Stored items

# # # # # # #

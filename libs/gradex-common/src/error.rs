use thiserror::Error;

/// Failures talking to a judge backend. Inside a run/submit batch these are
/// converted into failed result rows rather than aborting the batch.
#[derive(Debug, Error)]
pub enum JudgeError {
    #[error("sandbox unavailable: {0}")]
    SandboxUnavailable(String),

    #[error("judging timed out after {attempts} polls")]
    JudgingTimeout { attempts: u32 },
}

/// Failures that invalidate a whole run/submit request. Raised to the HTTP
/// boundary before any judging happens.
#[derive(Debug, Error)]
pub enum ExamError {
    #[error("invalid or expired session")]
    SessionInvalid,

    #[error("exam time has expired")]
    SessionExpired,

    #[error("problem not found")]
    ProblemNotFound,

    #[error("validation error: {0}")]
    Validation(String),

    #[error("storage error: {0}")]
    Storage(String),
}
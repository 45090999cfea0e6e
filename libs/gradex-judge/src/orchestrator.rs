//! Execution Orchestrator - Run/Submit State Machine
//!
//! **Core Responsibility:**
//! Given a problem and candidate code, judge the correct test-case subset
//! (visible-only for "run", everything for "submit"), aggregate verdicts,
//! persist the submission, and compute the score.
//!
//! **Failure Policy:**
//! A judge failure for one test case becomes a failed result row and the
//! batch continues; only session/problem-state failures reject the whole
//! request. Test cases run strictly sequentially, so `results[i]` always
//! corresponds to the i-th selected test case.

use std::sync::Arc;

use chrono::Utc;
use serde::Serialize;
use tracing::{info, warn};
use uuid::Uuid;

use gradex_common::error::{ExamError, JudgeError};
use gradex_common::store::ExamStore;
use gradex_common::types::{
    Exam, ExamSession, Language, Problem, SessionStatus, Submission, SubmissionStatus,
    TestCase, TestCaseResult,
};

use crate::backend::{JudgeBackend, JudgeRequest};
use crate::scoring;
use crate::verdict;

pub const HIDDEN_PLACEHOLDER: &str = "[Hidden]";
pub const HIDDEN_FAILURE_MESSAGE: &str = "Hidden test failed";

/// One run/submit request, already shape-validated at the boundary.
#[derive(Debug, Clone)]
pub struct JudgeAttempt {
    pub session_id: Uuid,
    pub problem_id: Uuid,
    pub language: Language,
    pub code: String,
}

#[derive(Debug, Serialize)]
pub struct RunOutcome {
    pub results: Vec<TestCaseResult>,
    pub passed_count: usize,
    pub total_count: usize,
}

#[derive(Debug, Serialize)]
pub struct SubmitOutcome {
    pub all_passed: bool,
    pub passed_count: usize,
    pub total_count: usize,
    pub score: u32,
    pub max_score: u32,
    pub results: Vec<TestCaseResult>,
}

pub struct Orchestrator {
    store: Arc<dyn ExamStore>,
    judge: Arc<dyn JudgeBackend>,
}

impl Orchestrator {
    pub fn new(store: Arc<dyn ExamStore>, judge: Arc<dyn JudgeBackend>) -> Self {
        Self { store, judge }
    }

    /// Practice run: visible test cases only, full detail returned,
    /// non-final submission persisted.
    pub async fn run_visible(&self, attempt: JudgeAttempt) -> Result<RunOutcome, ExamError> {
        let session = self.gate_session(attempt.session_id).await?;
        let problem = self.load_problem(attempt.problem_id).await?;

        let visible: Vec<&TestCase> =
            problem.test_cases.iter().filter(|tc| !tc.hidden).collect();

        let results = self.judge_cases(&attempt, &visible).await;
        let passed_count = results.iter().filter(|r| r.passed).count();
        let total_count = results.len();

        self.persist_submission(&attempt, &results, false).await?;

        info!(
            session_id = %session.id,
            problem_id = %problem.id,
            passed = passed_count,
            total = total_count,
            "Run completed"
        );

        Ok(RunOutcome {
            results,
            passed_count,
            total_count,
        })
    }

    /// Final submission: every test case including hidden ones, score
    /// computed and reconciled, hidden rows redacted in the response.
    pub async fn submit_final(&self, attempt: JudgeAttempt) -> Result<SubmitOutcome, ExamError> {
        let session = self.gate_session(attempt.session_id).await?;
        let problem = self.load_problem(attempt.problem_id).await?;

        let all: Vec<&TestCase> = problem.test_cases.iter().collect();
        let results = self.judge_cases(&attempt, &all).await;

        let passed_count = results.iter().filter(|r| r.passed).count();
        let total_count = results.len();
        let all_passed = passed_count == total_count;

        let max_score = self
            .store
            .exam_problems(session.exam_id)
            .await?
            .iter()
            .find(|ep| ep.problem_id == attempt.problem_id)
            .map(|ep| ep.points)
            .unwrap_or(0);

        let score = scoring::earned_points(max_score, passed_count, total_count);

        self.persist_submission(&attempt, &results, true).await?;

        let total_score =
            scoring::recompute_session_score(self.store.as_ref(), session.id, session.exam_id)
                .await?;

        info!(
            session_id = %session.id,
            problem_id = %problem.id,
            passed = passed_count,
            total = total_count,
            score = score,
            max_score = max_score,
            session_total = total_score,
            "Final submission recorded"
        );

        Ok(SubmitOutcome {
            all_passed,
            passed_count,
            total_count,
            score,
            max_score,
            results: results.into_iter().map(redact_hidden).collect(),
        })
    }

    /// Session liveness gate shared by both entry points. Expiry flips the
    /// session into its terminal timed-out state before rejecting.
    async fn gate_session(&self, session_id: Uuid) -> Result<ExamSession, ExamError> {
        let session = self
            .store
            .get_session(session_id)
            .await?
            .ok_or(ExamError::SessionInvalid)?;

        if session.status != SessionStatus::InProgress {
            return Err(ExamError::SessionInvalid);
        }

        let exam: Exam = self
            .store
            .get_exam(session.exam_id)
            .await?
            .ok_or(ExamError::SessionInvalid)?;

        if Utc::now() > exam.ends_at {
            warn!(session_id = %session.id, exam_id = %exam.id, "Exam window elapsed");
            self.store
                .update_session_status(session.id, SessionStatus::TimedOut)
                .await?;
            return Err(ExamError::SessionExpired);
        }

        Ok(session)
    }

    async fn load_problem(&self, problem_id: Uuid) -> Result<Problem, ExamError> {
        self.store
            .get_problem(problem_id)
            .await?
            .ok_or(ExamError::ProblemNotFound)
    }

    /// Judge the selected cases strictly in order. A backend failure is
    /// recorded as a failed row and the remaining cases still run.
    async fn judge_cases(
        &self,
        attempt: &JudgeAttempt,
        cases: &[&TestCase],
    ) -> Vec<TestCaseResult> {
        let mut results = Vec::with_capacity(cases.len());

        for (i, test_case) in cases.iter().enumerate() {
            let index = (i + 1) as u32;
            let request = JudgeRequest::new(
                attempt.code.clone(),
                attempt.language.sandbox_id(),
                Some(test_case.input.clone()),
                Some(test_case.expected.clone()),
            );

            let result = match self.judge.run(&request).await {
                Ok(outcome) => verdict::normalize(index, &outcome, test_case),
                Err(err) => {
                    warn!(
                        problem_id = %attempt.problem_id,
                        test_case = index,
                        error = %err,
                        "Judge call failed; recording failed row"
                    );
                    failed_row(index, test_case, &err)
                }
            };

            results.push(result);
        }

        results
    }

    async fn persist_submission(
        &self,
        attempt: &JudgeAttempt,
        results: &[TestCaseResult],
        is_final: bool,
    ) -> Result<(), ExamError> {
        let status = if results.iter().all(|r| r.passed) {
            SubmissionStatus::Passed
        } else {
            SubmissionStatus::Failed
        };

        self.store
            .create_submission(Submission {
                id: Uuid::new_v4(),
                session_id: attempt.session_id,
                problem_id: attempt.problem_id,
                language: attempt.language,
                code: attempt.code.clone(),
                status,
                test_results: results.to_vec(),
                is_final,
                created_at: Utc::now(),
            })
            .await
    }
}

fn failed_row(index: u32, test_case: &TestCase, err: &JudgeError) -> TestCaseResult {
    TestCaseResult {
        test_case: index,
        passed: false,
        output: String::new(),
        expected: test_case.expected.clone(),
        time_ms: 0,
        error: Some(err.to_string()),
        hidden: test_case.hidden,
    }
}

/// Hidden test cases never leak their expected values: output and expected
/// are replaced with a placeholder, and a failure only says that a hidden
/// test failed.
fn redact_hidden(result: TestCaseResult) -> TestCaseResult {
    if !result.hidden {
        return result;
    }

    TestCaseResult {
        output: HIDDEN_PLACEHOLDER.to_string(),
        expected: HIDDEN_PLACEHOLDER.to_string(),
        error: if result.passed {
            None
        } else {
            Some(HIDDEN_FAILURE_MESSAGE.to_string())
        },
        ..result
    }
}

#[cfg(test)]
mod tests {
    use super::*;

    fn make_result(passed: bool, hidden: bool) -> TestCaseResult {
        TestCaseResult {
            test_case: 1,
            passed,
            output: "secret output".to_string(),
            expected: "secret expected".to_string(),
            time_ms: 12,
            error: Some("diff".to_string()),
            hidden,
        }
    }

    #[test]
    fn test_redact_hidden_replaces_output_and_expected() {
        let redacted = redact_hidden(make_result(false, true));
        assert_eq!(redacted.output, HIDDEN_PLACEHOLDER);
        assert_eq!(redacted.expected, HIDDEN_PLACEHOLDER);
        assert_eq!(redacted.error.as_deref(), Some(HIDDEN_FAILURE_MESSAGE));
    }

    #[test]
    fn test_redact_hidden_passing_row_has_no_error() {
        let redacted = redact_hidden(make_result(true, true));
        assert_eq!(redacted.output, HIDDEN_PLACEHOLDER);
        assert!(redacted.error.is_none());
        assert!(redacted.passed);
    }

    #[test]
    fn test_redact_leaves_visible_rows_alone() {
        let result = redact_hidden(make_result(false, false));
        assert_eq!(result.output, "secret output");
        assert_eq!(result.expected, "secret expected");
        assert_eq!(result.error.as_deref(), Some("diff"));
    }
}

# # # # # # #

> **Exercise directions**:
Copy out only the lines of the records above from the one with "use uuid::Uuid;" through the one with "pub fn new(store: Arc<dyn", exactly as they stand, both included.

> **Solved exercise**:
use uuid::Uuid;

use gradex_common::error::{ExamError, JudgeError};
use gradex_common::store::ExamStore;
use gradex_common::types::{
    Exam, ExamSession, Language, Problem, SessionStatus, Submission, SubmissionStatus,
    TestCase, TestCaseResult,
};

use crate::backend::{JudgeBackend, JudgeRequest};
use crate::scoring;
use crate::verdict;

pub const HIDDEN_PLACEHOLDER: &str = "[Hidden]";
pub const HIDDEN_FAILURE_MESSAGE: &str = "Hidden test failed";

/// One run/submit request, already shape-validated at the boundary.
#[derive(Debug, Clone)]
pub struct JudgeAttempt {
    pub session_id: Uuid,
    pub problem_id: Uuid,
    pub language: Language,
    pub code: String,
}

#[derive(Debug, Serialize)]
pub struct RunOutcome {
    pub results: Vec<TestCaseResult>,
    pub passed_count: usize,
    pub total_count: usize,
}

#[derive(Debug, Serialize)]
pub struct SubmitOutcome {
    pub all_passed: bool,
    pub passed_count: usize,
    pub total_count: usize,
    pub score: u32,
    pub max_score: u32,
    pub results: Vec<TestCaseResult>,
}

pub struct Orchestrator {
    store: Arc<dyn ExamStore>,
    judge: Arc<dyn JudgeBackend>,
}

impl Orchestrator {
    pub fn new(store: Arc<dyn ExamStore>, judge: Arc<dyn JudgeBackend>) -> Self {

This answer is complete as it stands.